| K-number | K241620 |
| Device name | ChestView US |
| Applicant | Gleamer Sas |
| Product code | MYN |
| Device class | Class II |
| Decision date | Feb 27, 2025 |
| Decision | Substantially Equivalent |
| Regulation | 892.2070 |
ChestView US is a radiological computer-assisted detection (CADe) software device that analyzes frontal and lateral chest X-rays to identify and mark suspicious regions of interest (ROIs) in four categories: Nodule, Pleural Space Abnormality, Mediastinum/Hila Abnormality, and Consolidation. It is intended for use as a concurrent reading aid for radiologists and emergency medicine physicians interpreting chest radiographs in adults, and does not replace clinical judgment or other diagnostic testing.
ChestView US uses supervised deep learning deployed on secure cloud-based infrastructure to process digital chest X-rays received from DICOM sources. Like its predicate Aorta-CAD, it analyzes chest radiographs using machine learning, displays results on PACS systems with bounding boxes around detected ROIs, and operates as a concurrent reading aid.
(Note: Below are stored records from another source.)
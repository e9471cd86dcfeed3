#![allow(dead_code)]

use std::collections::HashSet;
use std::path::{Path, PathBuf};

use pipterm_core::engine::{AudioEngine, EngineError};

// ── Audio files ───────────────────────────────────────────────────────────────

const SAMPLE_RATE: u32 = 8_000;

/// Write a silent 8-bit mono WAV lasting `duration_ms`.
pub fn write_wav(path: &Path, duration_ms: u32) {
    let data_len = SAMPLE_RATE * duration_ms / 1000;
    let mut bytes = Vec::with_capacity(44 + data_len as usize);
    bytes.extend_from_slice(b"RIFF");
    bytes.extend_from_slice(&(36 + data_len).to_le_bytes());
    bytes.extend_from_slice(b"WAVE");
    bytes.extend_from_slice(b"fmt ");
    bytes.extend_from_slice(&16u32.to_le_bytes());
    bytes.extend_from_slice(&1u16.to_le_bytes()); // PCM
    bytes.extend_from_slice(&1u16.to_le_bytes()); // mono
    bytes.extend_from_slice(&SAMPLE_RATE.to_le_bytes());
    bytes.extend_from_slice(&SAMPLE_RATE.to_le_bytes()); // byte rate
    bytes.extend_from_slice(&1u16.to_le_bytes()); // block align
    bytes.extend_from_slice(&8u16.to_le_bytes()); // bits per sample
    bytes.extend_from_slice(b"data");
    bytes.extend_from_slice(&data_len.to_le_bytes());
    bytes.resize(44 + data_len as usize, 0x80);
    if let Some(parent) = path.parent() {
        std::fs::create_dir_all(parent).unwrap();
    }
    std::fs::write(path, bytes).unwrap();
}

/// Create `<root>/<dir>/station.ini` with `ini` as its contents plus one WAV
/// per `(file name, duration_ms)`.
pub fn write_station(root: &Path, dir: &str, ini: Option<&str>, tracks: &[(&str, u32)]) -> PathBuf {
    let dir = root.join(dir);
    std::fs::create_dir_all(&dir).unwrap();
    if let Some(ini) = ini {
        std::fs::write(dir.join("station.ini"), ini).unwrap();
    }
    for (name, ms) in tracks {
        write_wav(&dir.join(name), *ms);
    }
    dir
}

pub fn assert_close(actual: u64, expected: u64) {
    let diff = actual.abs_diff(expected);
    assert!(diff <= 20, "expected ~{}ms, got {}ms", expected, actual);
}

// ── Recording engine ──────────────────────────────────────────────────────────

#[derive(Debug, Clone, PartialEq)]
pub enum Call {
    Load(PathBuf),
    Play(f64),
    Stop,
    Volume(f32),
}

/// Engine double that records every call.  Paths in `broken` fail to load;
/// paths in `undecodable` load but fail when played.
#[derive(Debug, Default)]
pub struct RecordingEngine {
    pub calls: Vec<Call>,
    pub busy: bool,
    pub loaded: Option<PathBuf>,
    pub broken: HashSet<PathBuf>,
    pub undecodable: HashSet<PathBuf>,
}

impl RecordingEngine {
    pub fn with_broken(paths: &[&str]) -> Self {
        Self {
            broken: paths.iter().map(PathBuf::from).collect(),
            ..Default::default()
        }
    }

    pub fn with_undecodable(paths: &[&str]) -> Self {
        Self {
            undecodable: paths.iter().map(PathBuf::from).collect(),
            ..Default::default()
        }
    }

    pub fn plays(&self) -> usize {
        self.calls.iter().filter(|c| matches!(c, Call::Play(_))).count()
    }

    /// Start offset of the most recent `play`, in milliseconds.
    pub fn last_play_ms(&self) -> Option<u64> {
        self.calls.iter().rev().find_map(|c| match c {
            Call::Play(secs) => Some((secs * 1000.0).round() as u64),
            _ => None,
        })
    }

    pub fn loads(&self) -> Vec<PathBuf> {
        self.calls
            .iter()
            .filter_map(|c| match c {
                Call::Load(p) => Some(p.clone()),
                _ => None,
            })
            .collect()
    }
}

impl AudioEngine for RecordingEngine {
    async fn load(&mut self, path: &Path) -> Result<(), EngineError> {
        self.calls.push(Call::Load(path.to_path_buf()));
        if self.broken.contains(path) {
            self.loaded = None;
            return Err(EngineError::Missing(path.to_path_buf()));
        }
        self.loaded = Some(path.to_path_buf());
        Ok(())
    }

    async fn play(&mut self, start_secs: f64) -> Result<(), EngineError> {
        self.calls.push(Call::Play(start_secs));
        let Some(loaded) = &self.loaded else {
            return Err(EngineError::NotLoaded);
        };
        if self.undecodable.contains(loaded) {
            self.busy = false;
            return Err(EngineError::Backend(format!("cannot decode {}", loaded.display())));
        }
        self.busy = true;
        Ok(())
    }

    async fn stop(&mut self) -> Result<(), EngineError> {
        self.calls.push(Call::Stop);
        self.busy = false;
        Ok(())
    }

    async fn is_busy(&mut self) -> bool {
        self.busy
    }

    async fn set_volume(&mut self, volume: f32) -> Result<(), EngineError> {
        self.calls.push(Call::Volume(volume));
        Ok(())
    }
}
The key difference is that ChestView US detects four ROI categories versus Aorta-CAD's two categories, but both share identical underlying technology, deployment platform, image source, and workflow integration.
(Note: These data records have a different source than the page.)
mod common;

use std::sync::Arc;
use std::time::Duration;

use common::fixtures::{write_station, RecordingEngine};
use pipterm_core::config::Config;
use pipterm_core::{Cue, Direction, Radio};

async fn wait_for<F: Fn(&Radio) -> bool>(radio: &Radio, cond: F) {
    tokio::time::timeout(Duration::from_secs(5), async {
        while !cond(radio) {
            tokio::time::sleep(Duration::from_millis(10)).await;
        }
    })
    .await
    .expect("condition not reached in time");
}

fn config(root: &std::path::Path) -> Arc<Config> {
    let mut config = Config::default();
    config.paths.station_root = root.join("radio");
    config.paths.intermission_root = root.join("radio").join("DCR_intermissions");
    config.scheduler.fast_interval_ms = 20;
    config.scheduler.slow_interval_ms = 50;
    config.visualizer.tick_ms = 5;
    Arc::new(config)
}

#[tokio::test(flavor = "multi_thread", worker_threads = 2)]
async fn test_radio_lifecycle() {
    let tmp = tempfile::tempdir().unwrap();
    let radio_root = tmp.path().join("radio");
    write_station(&radio_root, "a", Some("[metadata]\nstation_name = Alpha\n"), &[("x.wav", 2_000)]);
    write_station(&radio_root, "b", Some("[metadata]\nstation_name = Bravo\n"), &[("y.wav", 2_000)]);

    let mut radio = Radio::start(config(tmp.path()), RecordingEngine::default());
    wait_for(&radio, |r| !r.snapshot().loading).await;

    let snap = radio.snapshot();
    assert_eq!(snap.stations, vec!["Alpha", "Bravo"]);
    assert!(!snap.selection.playing);

    radio.move_selection(Direction::Down);
    radio.move_selection(Direction::Down);
    assert_eq!(radio.snapshot().selection.selected_index, 1);

    assert_eq!(radio.select(), Some(Cue::Tuning));
    wait_for(&radio, |r| r.snapshot().now_playing.station.as_deref() == Some("Bravo")).await;

    let initial = radio.waveform();
    radio.set_visible(true).await;
    assert!(radio.is_visible());
    wait_for(&radio, |r| r.waveform() != initial).await;
    radio.set_visible(false).await;

    assert_eq!(radio.select(), Some(Cue::Off));
    wait_for(&radio, |r| r.snapshot().now_playing.station.is_none()).await;

    radio.shutdown().await;
}

#[tokio::test]
async fn test_select_with_no_stations_is_a_no_op() {
    let tmp = tempfile::tempdir().unwrap();
    let radio = Radio::start(config(tmp.path()), RecordingEngine::default());
    wait_for(&radio, |r| !r.snapshot().loading).await;

    assert!(radio.snapshot().stations.is_empty());
    assert_eq!(radio.select(), None);
    radio.move_selection(Direction::Down);
    assert_eq!(radio.snapshot().selection.selected_index, 0);
    radio.shutdown().await;
}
Not stated in this summary. The document references FDA guidance on software documentation (Basic Documentation Level) and describes performance metrics (AUC, ROC curves, sensitivity, specificity) but does not cite specific ISO, IEC, ASTM, or other consensus standards.
Both ChestView US and Aorta-CAD are Class II medical image analyzers under 21 CFR 892.2070 that use supervised deep learning to detect and categorize ROIs on chest radiographs and present results as concurrent reading aids to physicians. Although ChestView US identifies four ROI types versus Aorta-CAD's two, the primary intended purpose of both devices is identical: to assist physicians by identifying and marking suspicious regions for further consideration. The technological characteristics—including imaging modality (X-ray), deployment platform (cloud-based), intended users (physicians), and workflow integration (PACS display)—are substantially similar. The difference in specific ROI categories does not constitute a new intended use or raise different safety and effectiveness questions, as both devices perform the same assistive function within chest radiograph interpretation.